Jenn and Jill have challenged The Daring Cooks to learn to perfect the technique of poaching an egg. They chose Eggs Benedict recipe from Alton Brown, Oeufs en Meurette from Cooking with Wine by Anne Willan, and Homemade Sundried Tomato & Pine Nut Seitan Sausages (poached) courtesy of Trudy of Veggie num num.
Well, I though poaching eggs wouldn't be that difficult - but I was wrong. I did some trys with water and never managed to get a uniform egg. Everything was splattered in the pan. Luckily the ones poached in wine got just right. I chose the Oefs en Meurette (not the eggs Benedict) because I love the French cuisine (it's a Burgundian dish), but it confirmed all my prejudices about the French kitchen. It tastes exquisit but you need lots of time, lots of different kitchen equipment (at least three different pans) and patience because it's difficult. I got a satisfying result a the end although I didn't follow the recipe literally. Thanks to Jenn and Jill for that nice dish I will surely cook again!
Oeufs en Meurette
makes four portions (I halved it)
- 8 eggs (size is your choice)
- 1 bottle red wine (750ml/25 fl. oz.)
- 2 cups (400ml/16 fl. oz.) chicken stock
- 1 onion, sliced
- 1 carrot, sliced
- 1 celery stalk, sliced
- 1 clove garlic, crushed
- Bouquet garni (thyme, parsley, bay leaf) *
- ½ tsp. (2 ½ ml/3g) black peppercorns
- 2 Tbl. (30 ml/30g) butter
- ¼ lb. (115g) mushrooms, sliced
- ¼ lb (115g) bacon, diced
- 16 pearl onions, peeled (200g/7oz.)
- vegetable oil for frying
- 8 slices of baguette, ¼" (6mm) thick
- 2 Tbl. (30 ml/30g) butter, room temp.
- 2 Tbl. (30 ml/20g) flour
- salt and pepper
* Since the sauce will reduce for a while, it's ok if you don't have the fresh herbs - there will be time for flavor to come out of dried ones (for ex. fresh bay leaf may be hard to find). Alternatively, if you don't have a way to tie them, you could just add the whole sprigs/bay leaves to the sauce and then just make sure to remove them when the sauce is done reducing.

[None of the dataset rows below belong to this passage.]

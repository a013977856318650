//! Handlers for the `/courses` resource.
//!
//! Courses are owned by their instructor. Every mutating call runs the
//! same three-part contract: role gate (extractor), lookup (404 on a
//! missing id), ownership gate (403 on mismatch), then the single write.

use axum::extract::{Path, State};
use axum::http::StatusCode;
use axum::Json;
use serde::Deserialize;
use startovate_core::error::CoreError;
use startovate_core::ownership::ensure_owner;
use startovate_core::types::DbId;
use startovate_db::models::course::{Chapter, Course, CreateCourse, UpdateCourse};
use startovate_db::repositories::CourseRepo;
use validator::Validate;

use crate::error::{AppError, AppResult};
use crate::middleware::auth::AuthUser;
use crate::middleware::rbac::{RequireSuperadmin, RequireTeacher};
use crate::response::MessageResponse;
use crate::state::AppState;

// ---------------------------------------------------------------------------
// Request types
// ---------------------------------------------------------------------------

/// Request body for `POST /courses`.
#[derive(Debug, Deserialize, Validate)]
pub struct CreateCourseRequest {
    #[validate(length(min = 1, max = 200, message = "title must be 1-200 characters"))]
    pub title: String,
    #[serde(default)]
    pub description: String,
    #[validate(range(min = 0.0, message = "price must not be negative"))]
    pub price: f64,
    #[serde(default)]
    pub category: String,
    #[serde(default)]
    pub videos: Vec<Chapter>,
}

impl From<CreateCourseRequest> for CreateCourse {
    fn from(input: CreateCourseRequest) -> Self {
        CreateCourse {
            title: input.title,
            description: input.description,
            price: input.price,
            category: input.category,
            videos: input.videos,
        }
    }
}

// ---------------------------------------------------------------------------
// Handlers
// ---------------------------------------------------------------------------

/// POST /api/courses
///
/// Create a course owned by the acting teacher. `is_approved` starts false;
/// the course only enters the student catalog after superadmin approval.
pub async fn create(
    State(state): State<AppState>,
    RequireTeacher(teacher): RequireTeacher,
    Json(input): Json<CreateCourseRequest>,
) -> AppResult<(StatusCode, Json<Course>)> {
    input.validate()?;
    let course = CourseRepo::create(&state.pool, teacher.user_id, &input.into()).await?;
    Ok((StatusCode::CREATED, Json(course)))
}

/// GET /api/courses/teacher/my-courses
pub async fn my_courses(
    State(state): State<AppState>,
    RequireTeacher(teacher): RequireTeacher,
) -> AppResult<Json<Vec<Course>>> {
    let courses = CourseRepo::list_by_instructor(&state.pool, teacher.user_id).await?;
    Ok(Json(courses))
}

/// GET /api/courses/student/approved
///
/// The student-facing catalog: approved courses only.
pub async fn approved(
    State(state): State<AppState>,
    _user: AuthUser,
) -> AppResult<Json<Vec<Course>>> {
    let courses = CourseRepo::list_approved(&state.pool).await?;
    Ok(Json(courses))
}

/// GET /api/courses/{id}
pub async fn get_by_id(
    State(state): State<AppState>,
    _user: AuthUser,
    Path(id): Path<DbId>,
) -> AppResult<Json<Course>> {
    let course = CourseRepo::find_by_id(&state.pool, id)
        .await?
        .ok_or(AppError::Core(CoreError::NotFound {
            entity: "Course",
            id,
        }))?;
    Ok(Json(course))
}

/// PUT /api/courses/{id}
pub async fn update(
    State(state): State<AppState>,
    RequireTeacher(teacher): RequireTeacher,
    Path(id): Path<DbId>,
    Json(input): Json<UpdateCourse>,
) -> AppResult<Json<Course>> {
    let course = CourseRepo::find_by_id(&state.pool, id)
        .await?
        .ok_or(AppError::Core(CoreError::NotFound {
            entity: "Course",
            id,
        }))?;
    ensure_owner(teacher.user_id, &course)?;

    let updated = CourseRepo::update(&state.pool, id, &input)
        .await?
        .ok_or(AppError::Core(CoreError::NotFound {
            entity: "Course",
            id,
        }))?;
    Ok(Json(updated))
}

/// DELETE /api/courses/{id}
pub async fn delete(
    State(state): State<AppState>,
    RequireTeacher(teacher): RequireTeacher,
    Path(id): Path<DbId>,
) -> AppResult<Json<MessageResponse>> {
    let course = CourseRepo::find_by_id(&state.pool, id)
        .await?
        .ok_or(AppError::Core(CoreError::NotFound {
            entity: "Course",
            id,
        }))?;
    ensure_owner(teacher.user_id, &course)?;

    CourseRepo::delete(&state.pool, id).await?;
    Ok(Json(MessageResponse::ok("Course deleted successfully")))
}

/// PUT /api/courses/approve/{id}
///
/// Superadmin approval: a single-field flip with no cascading effects.
/// Idempotent -- approving an already-approved course succeeds unchanged.
pub async fn approve(
    State(state): State<AppState>,
    RequireSuperadmin(_admin): RequireSuperadmin,
    Path(id): Path<DbId>,
) -> AppResult<Json<Course>> {
    let course = CourseRepo::approve(&state.pool, id)
        .await?
        .ok_or(AppError::Core(CoreError::NotFound {
            entity: "Course",
            id,
        }))?;
    Ok(Json(course))
}
//! Handlers for the `/users` resource (signup, login, logout, me).

use axum::extract::State;
use axum::http::header::SET_COOKIE;
use axum::http::StatusCode;
use axum::response::AppendHeaders;
use axum::Json;
use serde::Deserialize;
use startovate_core::error::CoreError;
use startovate_core::roles::{ROLE_STUDENT, ROLE_SUPERADMIN};
use startovate_db::models::user::{CreateUser, UserResponse};
use startovate_db::repositories::UserRepo;
use validator::Validate;

use crate::auth::jwt::generate_token;
use crate::auth::password::{hash_password, verify_password};
use crate::auth::{clear_session_cookie, session_cookie};
use crate::error::{AppError, AppResult};
use crate::middleware::auth::AuthUser;
use crate::middleware::rbac::RequireSuperadmin;
use crate::response::MessageResponse;
use crate::state::AppState;

// ---------------------------------------------------------------------------
// Request types
// ---------------------------------------------------------------------------

/// Request body for `POST /users/signup` and `POST /users/superadmin`.
#[derive(Debug, Deserialize, Validate)]
pub struct SignupRequest {
    #[validate(length(min = 1, max = 100, message = "name must be 1-100 characters"))]
    pub name: String,
    #[validate(email(message = "email must be a valid address"))]
    pub email: String,
    #[validate(length(min = 8, message = "password must be at least 8 characters"))]
    pub password: String,
}

/// Request body for `POST /users/login`.
#[derive(Debug, Deserialize)]
pub struct LoginRequest {
    pub email: String,
    pub password: String,
}

// ---------------------------------------------------------------------------
// Handlers
// ---------------------------------------------------------------------------

/// POST /api/users/signup
///
/// Public registration. The role is always `student`; teacher accounts are
/// provisioned out of band and superadmins via the privileged endpoint.
pub async fn signup(
    State(state): State<AppState>,
    Json(input): Json<SignupRequest>,
) -> AppResult<(StatusCode, Json<UserResponse>)> {
    input.validate()?;
    let user = create_account(&state, input, ROLE_STUDENT).await?;
    Ok((StatusCode::CREATED, Json(user)))
}

/// POST /api/users/superadmin
///
/// Privileged creation of a superadmin account.
pub async fn create_superadmin(
    State(state): State<AppState>,
    RequireSuperadmin(_admin): RequireSuperadmin,
    Json(input): Json<SignupRequest>,
) -> AppResult<(StatusCode, Json<UserResponse>)> {
    input.validate()?;
    let user = create_account(&state, input, ROLE_SUPERADMIN).await?;
    Ok((StatusCode::CREATED, Json(user)))
}

/// POST /api/users/login
///
/// Verify credentials and set the signed `token` cookie.
pub async fn login(
    State(state): State<AppState>,
    Json(input): Json<LoginRequest>,
) -> AppResult<(AppendHeaders<[(axum::http::HeaderName, String); 1]>, Json<UserResponse>)> {
    let user = UserRepo::find_by_email(&state.pool, &input.email)
        .await?
        .ok_or_else(|| {
            AppError::Core(CoreError::Unauthorized("Invalid email or password".into()))
        })?;

    let password_valid = verify_password(&input.password, &user.password_hash)
        .map_err(|e| AppError::InternalError(format!("Password verification error: {e}")))?;

    if !password_valid {
        return Err(AppError::Core(CoreError::Unauthorized(
            "Invalid email or password".into(),
        )));
    }

    let token = generate_token(user.id, &user.role, &state.config.jwt)
        .map_err(|e| AppError::InternalError(format!("Token generation error: {e}")))?;

    let cookie = session_cookie(&token, state.config.jwt.token_expiry_secs());

    Ok((
        AppendHeaders([(SET_COOKIE, cookie)]),
        Json(UserResponse::from(user)),
    ))
}

/// POST /api/users/logout
///
/// Clear the session cookie.
pub async fn logout(
    _user: AuthUser,
) -> (AppendHeaders<[(axum::http::HeaderName, String); 1]>, Json<MessageResponse>) {
    (
        AppendHeaders([(SET_COOKIE, clear_session_cookie())]),
        Json(MessageResponse::ok("Logged out successfully")),
    )
}

/// GET /api/users/me
///
/// The authenticated user's safe representation.
pub async fn me(State(state): State<AppState>, user: AuthUser) -> AppResult<Json<UserResponse>> {
    let record = UserRepo::find_by_id(&state.pool, user.user_id)
        .await?
        .ok_or_else(|| {
            AppError::Core(CoreError::Unauthorized("User no longer exists".into()))
        })?;
    Ok(Json(UserResponse::from(record)))
}

// ---------------------------------------------------------------------------
// Helpers
// ---------------------------------------------------------------------------

/// Uniqueness-gated account creation shared by signup and superadmin flows.
async fn create_account(
    state: &AppState,
    input: SignupRequest,
    role: &str,
) -> AppResult<UserResponse> {
    if UserRepo::find_by_email(&state.pool, &input.email)
        .await?
        .is_some()
    {
        return Err(AppError::Core(CoreError::Conflict(
            "An account with this email already exists".into(),
        )));
    }

    let password_hash = hash_password(&input.password)
        .map_err(|e| AppError::InternalError(format!("Password hashing error: {e}")))?;

    let user = UserRepo::create(
        &state.pool,
        &CreateUser {
            name: input.name,
            email: input.email,
            password_hash,
            role: role.to_string(),
        },
    )
    .await?;

    Ok(UserResponse::from(user))
}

Heat wine and stock together in a large pan and poach eggs a couple at a time for 3-4 min. Yolks should be firming but still a little soft. Set them aside.Add the veggies, herbs, and peppercorns to the poaching liquid and let the sauce simmer until reduced to half volume. This will become the meurette sauce.
In a separate large skillet, melt 1 tbs. (15ml/15g) of the butter on medium-high heat and sauté the mushrooms until soft and then set aside. Add in another 1 tbs. (15ml/15g) butter and the bacon, frying until browned, then set aside on a paper towel. Turn down the heat to medium, add in the pearl onions and sauté until softened and browned. Then drain off the fat and add the bacon and mushrooms back to the pan and set aside off the heat for the moment. In a medium skillet, heat a few tbs. of oil and then fry the baguette slices until browned on each side. Add more oil as needed. Set the fried bread (croûtes) on a paper towel and then place on a baking sheet in an oven that is set to 200F/95C/gas mark 1/4 or whatever your lowest setting is to keep them warm.
Blend 2 Tbl. (30ml/30g) butter and flour together to form a paste of sorts that will be used as the thickener for the sauce. Whisk this into the reduction sauce until the sauce starts to thicken. Strain the sauce over the skillet of mushrooms, bacon and onions, and return the skillet to heat, bringing to a boil. Season with salt & pepper to taste, then set aside again.Reheat the eggs by placing them in hot water for a quick minute. To serve, plate a poached egg on top of a croûte, and then ladle some of the mushrooms/bacon/onions and sauce on top.
My notes: I did't used more than two pans - one medium one for poaching and reducing the sauce and one frying pan for the rest. First I started making the croûtes which I placed in the oven. Afterwards I fried the bacon, removed it, then fried mushrooms and onions together, put them together with the bacon in a casserole and placed it in the oven too. Than I used the same pan for making the roux (butter and flour-mixture) without cleaning the pan before - this kept all the flavours. I added the reduced wine to the roux (not otherwise) which helped to prevent lumps in the sauce.